Being body positive, or even just neutral toward your body, takes making a decision each day, and helping your brain rewire itself in how it thinks. Don’t feel like you’ve failed if you are still struggling after a few weeks. As long as you are working toward accepting of your body, you haven’t failed.

Which brings us to our final myth.

5) Once you find body acceptance, you will never struggle again. (Or you will love your body at all times.)

Even the biggest names in body positivity struggle some days. No matter how clearly you are aware of the lies in the media, these messages have still made a deep impression. This takes a long time to counter, and we are still getting ongoing negative messages, even if we take steps to adjust our “media diet”. (Media diet = what we see each day).

Of course this will lead to days where you struggle no matter how well you’ve been doing. Everybody does. But you will have tools and knowledge to help you through those days.

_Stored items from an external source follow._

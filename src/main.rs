use anyhow::{anyhow, bail, Context, Result};
use chrono::Utc;
use clap::Parser;
use std::collections::HashMap;
use std::future::Future;
use std::path::Path;
use std::sync::Arc;
use tokio::io::{AsyncBufRead, AsyncBufReadExt, BufReader};
use tokio_stream::StreamExt;
use tracing::{info, warn};

use catalog_bulk_ops::application::{BulkOrchestrator, RunOutcome, RunReport, StartOutcome};
use catalog_bulk_ops::domain::{
    RunConfiguration, RunLogRepository, RunLogSink, RunMode, RunPhase, Target,
};
use catalog_bulk_ops::infrastructure::config::defaults;
use catalog_bulk_ops::infrastructure::{
    init_logging_with_config, log_system_info, AppConfig, ConfigManager, DatabaseConnection,
    HttpCleaningClient, RunLogBackend, SqliteRunLogRepository,
};

mod cli;

use cli::{Cli, Commands, RunArgs};

#[tokio::main]
async fn main() -> Result<()> {
    let cli = Cli::parse();

    let config = load_config(cli.config.as_deref()).await?;
    init_logging_with_config(config.logging.clone())?;
    log_system_info(&config.logging);

    match cli.command {
        Commands::Run(args) => run(&config, args).await,
        Commands::History { id, limit, json } => history(&config, id, limit, json).await,
    }
}

async fn load_config(path: Option<&Path>) -> Result<AppConfig> {
    match path {
        Some(path) => {
            let path = path
                .to_str()
                .ok_or_else(|| anyhow!("Config path is not valid UTF-8: {:?}", path))?;
            Ok(AppConfig::from_file(path)?)
        }
        None => ConfigManager::new()?.load_config().await,
    }
}

async fn open_timeline(config: &AppConfig) -> Result<Arc<SqliteRunLogRepository>> {
    let db = DatabaseConnection::from_config(&config.database).await?;
    db.migrate().await?;
    let repository = Arc::new(SqliteRunLogRepository::new(db.pool().clone()));

    if config.database.retention_days > 0 {
        let cutoff = Utc::now() - chrono::Duration::days(i64::from(config.database.retention_days));
        let removed = repository.delete_older_than(cutoff).await?;
        if removed > 0 {
            info!("🧹 Pruned {} run logs older than {} days", removed, config.database.retention_days);
        }
    }
    Ok(repository)
}

async fn run(config: &AppConfig, args: RunArgs) -> Result<()> {
    let mode = RunMode::from(args.mode);
    let universe = load_targets(&args.targets).await?;
    info!("Loaded {} targets from {:?}", universe.len(), args.targets);

    let client = Arc::new(HttpCleaningClient::new(&config.endpoint)?);
    let sink: Arc<dyn RunLogSink> = match config.database.run_log_backend {
        RunLogBackend::Sqlite => {
            let timeline: Arc<dyn RunLogSink> = open_timeline(config).await?;
            timeline
        }
        RunLogBackend::Http => {
            let remote: Arc<dyn RunLogSink> = client.clone();
            remote
        }
    };
    let orchestrator =
        BulkOrchestrator::new(client.clone(), client, sink, config.orchestrator.clone());

    let run_config = build_run_configuration(&orchestrator, mode, &args, &universe)?;

    spawn_cancel_on_ctrl_c(orchestrator.clone());
    spawn_progress_printer(&orchestrator);

    let outcome = match orchestrator.start(run_config, &universe).await? {
        StartOutcome::NothingToProcess => {
            println!("Nothing to process.");
            return Ok(());
        }
        StartOutcome::AwaitingConfirmation { target_count } => {
            if args.yes || confirm_on_stdin(target_count, mode).await? {
                orchestrator.confirm().await?
            } else {
                orchestrator.decline().await?;
                println!("Run declined.");
                return Ok(());
            }
        }
        StartOutcome::Finished(outcome) => outcome,
    };

    let Some(report) = print_outcome(&outcome) else {
        return Ok(());
    };

    if args.retry_failed && report.has_failures() {
        let count = report.failed_items.len();
        println!("Retrying {} failed {}...", count, mode.noun_for(count));
        let retried = orchestrator.retry().await?;
        print_outcome(&retried);
    }

    Ok(())
}

async fn load_targets(path: &Path) -> Result<Vec<Target>> {
    let content = tokio::fs::read_to_string(path)
        .await
        .with_context(|| format!("Failed to read targets file {:?}", path))?;
    serde_json::from_str(&content).with_context(|| format!("Invalid targets file {:?}", path))
}

fn build_run_configuration(
    orchestrator: &BulkOrchestrator,
    mode: RunMode,
    args: &RunArgs,
    universe: &[Target],
) -> Result<RunConfiguration> {
    if args.all {
        let mut config = RunConfiguration::all(mode);
        if !args.stores.is_empty() {
            config = config.with_store_filter(args.stores.iter().cloned())?;
        }
        if let Some(limit) = args.per_store_limit {
            config = config.with_per_group_limit(limit)?;
        }
        return Ok(config);
    }

    let by_id: HashMap<&str, &Target> = universe
        .iter()
        .filter(|t| t.kind == mode.target_kind())
        .map(|t| (t.id.as_str(), t))
        .collect();

    let mut selection = orchestrator.new_selection(mode);
    for id in &args.select {
        let target = by_id
            .get(id.as_str())
            .ok_or_else(|| anyhow!("Unknown {} id '{}'", mode.target_kind(), id))?;
        if !selection.insert((*target).clone())? {
            warn!("'{}' selected more than once", id);
        }
    }
    Ok(RunConfiguration::selected(mode, selection)?)
}

async fn confirm_on_stdin(target_count: usize, mode: RunMode) -> Result<bool> {
    println!(
        "About to clean {} {}. Continue? [y/N]",
        target_count,
        mode.noun_for(target_count)
    );
    let interrupted = async {
        if tokio::signal::ctrl_c().await.is_err() {
            std::future::pending::<()>().await;
        }
    };
    read_confirmation(&mut BufReader::new(tokio::io::stdin()), interrupted).await
}

/// `true` only for an explicit yes; an interrupt while waiting declines
async fn read_confirmation<R>(reader: &mut R, interrupted: impl Future<Output = ()>) -> Result<bool>
where
    R: AsyncBufRead + Unpin,
{
    let mut line = String::new();
    tokio::select! {
        biased;
        () = interrupted => {
            println!();
            return Ok(false);
        }
        read = reader.read_line(&mut line) => {
            read.context("Failed to read confirmation")?;
        }
    }
    Ok(matches!(line.trim().to_lowercase().as_str(), "y" | "yes"))
}

#[derive(Debug, PartialEq, Eq)]
enum Interrupt {
    /// The confirmation prompt handles its own Ctrl-C
    LeaveToPrompt,
    CancelRun,
    Quit,
}

fn interrupt_for(phase: RunPhase) -> Interrupt {
    match phase {
        RunPhase::Confirm => Interrupt::LeaveToPrompt,
        RunPhase::Running => Interrupt::CancelRun,
        RunPhase::Configure | RunPhase::Complete => Interrupt::Quit,
    }
}

fn spawn_cancel_on_ctrl_c(orchestrator: BulkOrchestrator) {
    tokio::spawn(async move {
        loop {
            if tokio::signal::ctrl_c().await.is_err() {
                warn!("Failed to listen for Ctrl-C; cancellation by signal disabled");
                return;
            }
            match interrupt_for(orchestrator.phase().await) {
                Interrupt::LeaveToPrompt => {}
                Interrupt::CancelRun => {
                    info!("Received Ctrl-C, cancelling the active run");
                    // Already cancelling; a second Ctrl-C quits
                    if !orchestrator.cancel().await {
                        std::process::exit(130);
                    }
                }
                Interrupt::Quit => std::process::exit(130),
            }
        }
    });
}

fn spawn_progress_printer(orchestrator: &BulkOrchestrator) {
    let mut progress = orchestrator.subscribe_progress();
    tokio::spawn(async move {
        let mut last_done = None;
        while let Some(snapshot) = progress.next().await {
            let p = snapshot.progress;
            if p.total == 0 || last_done == Some(p.done) {
                continue;
            }
            last_done = Some(p.done);
            let eta = snapshot
                .eta_ms
                .map(|ms| format!(", ~{}s left", ms.div_ceil(1000)))
                .unwrap_or_default();
            println!(
                "[{:>3}%] {}/{} done, {} updated, {} errors{}",
                snapshot.percent, p.done, p.total, p.updated, p.errors, eta
            );
        }
    });
}

fn print_outcome(outcome: &RunOutcome) -> Option<&RunReport> {
    match outcome {
        RunOutcome::Cancelled { processed } => {
            println!("Run cancelled after {} items. Nothing was logged.", processed);
            None
        }
        RunOutcome::Completed(report) => {
            let message = report
                .entry()
                .map(|e| e.message.clone())
                .unwrap_or_default();
            println!("{} in {:.1}s", message, report.elapsed.as_secs_f64());
            for failed in &report.failed_items {
                println!("  ✗ {} ({}): {}", failed.label, failed.id, failed.error);
            }
            if let Some(err) = &report.persistence_error {
                println!("Warning: {}", err);
            }
            Some(report)
        }
    }
}

async fn history(config: &AppConfig, id: Option<String>, limit: Option<u32>, json: bool) -> Result<()> {
    let repository = open_timeline(config).await?;

    let entries = match id {
        Some(id) => match repository.get_entry(&id).await? {
            Some(entry) => vec![entry],
            None => bail!("No run log with id '{}'", id),
        },
        None => {
            repository
                .recent_entries(limit.unwrap_or(defaults::RECENT_RUN_LOGS_LIMIT))
                .await?
        }
    };

    if json {
        println!("{}", serde_json::to_string_pretty(&entries)?);
        return Ok(());
    }

    for entry in &entries {
        println!(
            "{}  {:<15} {:<40} ({} ms)  {}",
            entry.created_at.format("%Y-%m-%d %H:%M:%S"),
            entry.scope,
            entry.message,
            entry.elapsed_ms,
            entry.id
        );
    }
    Ok(())
}
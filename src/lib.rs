//! Catalog Bulk Ops - batch orchestration for store and product clean-data runs
//!
//! Takes a set of stores or products, cleans them against the backend in
//! small sequential batches, tracks live progress with an ETA, supports
//! cancelling mid-run, records per-item outcomes in an activity timeline and
//! retries only what failed.

// Module declarations
pub mod domain;
pub mod application;
pub mod infrastructure;

pub use application::{BulkOrchestrator, OrchestratorError, RunOutcome, RunReport, StartOutcome};
pub use domain::{RunConfiguration, RunMode, Selection, Target, TargetKind};
pub use infrastructure::AppConfig;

sketches of different bellies with pastel watercolor over them

credit to glasmond glasmond.tumblr.stfi.re

Something that helps me on rough days is listening to music. I made up a playlist on YouTube full of great songs that encourage body positivity and self-love. This play list is especially for my readers, and you can only see it if you have the link!

I feel strongly that everyone deserves to have positive feeling toward their body. Hopefully this post helps alleviate some of the reservations you may be having, or give you answers for anyone in your life questioning your choices. Please feel free to email me at leighbryant@flawedmessylife.com with any other questions or concerns you may be having.

The author's name, Leigh, in red script, to the left with a coffee cup to the right.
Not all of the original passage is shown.